I don’t even dare look at my blog to see how many weeks have gone by since I’ve written.  I’m so sorry for the hiatus – first work got busy, then I got sick, then I was organising lengthy walks for my walking group and recovering from those, and then I realised that my best friend’s wedding and my overseas trip were no longer so much on the horizon as breathing down my neck, and I was nowhere near ready, and in between, I’ve been obsessively baking cakes from my new favourite cookbook, Red Velvet and Chocolate Heartache (which I *will* review any day now), with the result that I haven’t been producing many new recipes and I’ve not had any time to write down the ones I have produced.

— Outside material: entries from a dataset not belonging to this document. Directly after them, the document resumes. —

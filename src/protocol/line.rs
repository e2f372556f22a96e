//! Tab-delimited serial line tokenizer
//!
//! Every line from the firmware is a tag followed by tab-separated fields:
//!
//! ```text
//! o\t<x>\t<y>\t<theta>\t<theta_gyro>\t<vx>\t<omega>\t<ping0>\t<ir0>...\t<ping5>\t<ir5>
//! i\t<message>
//! s\t<message>
//! ```

/// Field separator on the wire
pub const FIELD_DELIMITER: char = '\t';

/// Leading tag of a serial line
#[derive(Debug, Clone, Copy, PartialEq, Eq)]
pub enum LineTag {
    /// `o` - odometry + sensor report (also the motor power-on trigger)
    Odometry,
    /// `i` - initialization request for drive geometry
    Init,
    /// `s` - free-form status text
    Status,
    /// Anything else
    Unknown,
}

impl From<&str> for LineTag {
    fn from(tag: &str) -> Self {
        match tag {
            "o" => LineTag::Odometry,
            "i" => LineTag::Init,
            "s" => LineTag::Status,
            _ => LineTag::Unknown,
        }
    }
}

/// One received line split into fields
///
/// Borrowed from the raw line; lives only for the duration of a dispatch.
#[derive(Debug, Clone, PartialEq)]
pub struct SerialLine<'a> {
    raw: &'a str,
    fields: Vec<&'a str>,
}

impl<'a> SerialLine<'a> {
    /// Split a raw line on tabs
    ///
    /// Trailing `\r`/`\n` are stripped first. Returns `None` for empty lines,
    /// which are ignored without dispatch.
    pub fn parse(line: &'a str) -> Option<Self> {
        let raw = line.trim_end_matches(['\r', '\n']);
        if raw.is_empty() {
            return None;
        }
        Some(Self {
            raw,
            fields: raw.split(FIELD_DELIMITER).collect(),
        })
    }

    pub fn tag(&self) -> LineTag {
        LineTag::from(self.fields[0])
    }

    /// Field at `index` (0 is the tag)
    pub fn field(&self, index: usize) -> Option<&'a str> {
        self.fields.get(index).copied()
    }

    /// Number of fields including the tag; never zero
    pub fn field_count(&self) -> usize {
        self.fields.len()
    }

    /// Raw text after the tag and its delimiter, untouched
    pub fn payload(&self) -> &'a str {
        match self.raw.split_once(FIELD_DELIMITER) {
            Some((_, rest)) => rest,
            None => "",
        }
    }

    pub fn raw(&self) -> &'a str {
        self.raw
    }
}

#[cfg(test)]
mod tests {
    use super::*;

    #[test]
    fn test_empty_lines_are_ignored() {
        assert!(SerialLine::parse("").is_none());
        assert!(SerialLine::parse("\r\n").is_none());
        assert!(SerialLine::parse("\r").is_none());
    }

    #[test]
    fn test_tag_dispatch() {
        let tags: Vec<LineTag> = ["o\t1", "i\thello", "s\tstatus", "x\t1", "oo", "\t1"]
            .iter()
            .filter_map(|l| SerialLine::parse(l))
            .map(|l| l.tag())
            .collect();
        assert_eq!(
            tags,
            vec![
                LineTag::Odometry,
                LineTag::Init,
                LineTag::Status,
                LineTag::Unknown,
                LineTag::Unknown,
                LineTag::Unknown,
            ]
        );
    }

    #[test]
    fn test_fields_and_trailing_carriage_return() {
        let line = SerialLine::parse("o\t1.5\t-2.0\t0.1\r\n").unwrap();
        assert_eq!(line.field_count(), 4);
        assert_eq!(line.field(0), Some("o"));
        assert_eq!(line.field(3), Some("0.1"));
        assert_eq!(line.field(4), None);
        assert_eq!(line.raw(), "o\t1.5\t-2.0\t0.1");
    }

    #[test]
    fn test_payload_is_verbatim() {
        let line = SerialLine::parse("s\tBattery low\tcheck\t 12.1V ").unwrap();
        assert_eq!(line.payload(), "Battery low\tcheck\t 12.1V ");

        let bare = SerialLine::parse("s").unwrap();
        assert_eq!(bare.payload(), "");
        assert_eq!(bare.field_count(), 1);
    }
}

So I’m terribly sorry, as I said, and will try to make up for this by getting a few posts out before I go, and maybe even finally updating my recipe indices, which are also woefully out of date.  Aargh.

Anyway, this recipe owes a significant debt to Tom Hunt’s book, The Natural Cook, which I recently bought and am enjoying very much.  Essentially, I’ve taken two of his recipes, modified them to my liking, and then combined them in ways he probably never had in mind and mixed them through some roast vegetable ravioli that I bought at the Bundoora Farmers’ Market nearly a month ago (speaking of things I haven’t blogged about, double aargh).

It’s a lovely recipe, though – spicy and healthy and smoky and fresh – and it’s also one of those recipes I think of as ‘accidentally vegan’, which is to say, I wasn’t aiming for a vegan meal, but I essentially produced one.  The ravioli, come to think of it, probably have a bit of egg in them, but I believe one can get vegan ravioli, and one can certainly get vegan pasta, so altogether, this will be useful one to bear in mind next time I manage to entice The Original Cate over to Melbourne.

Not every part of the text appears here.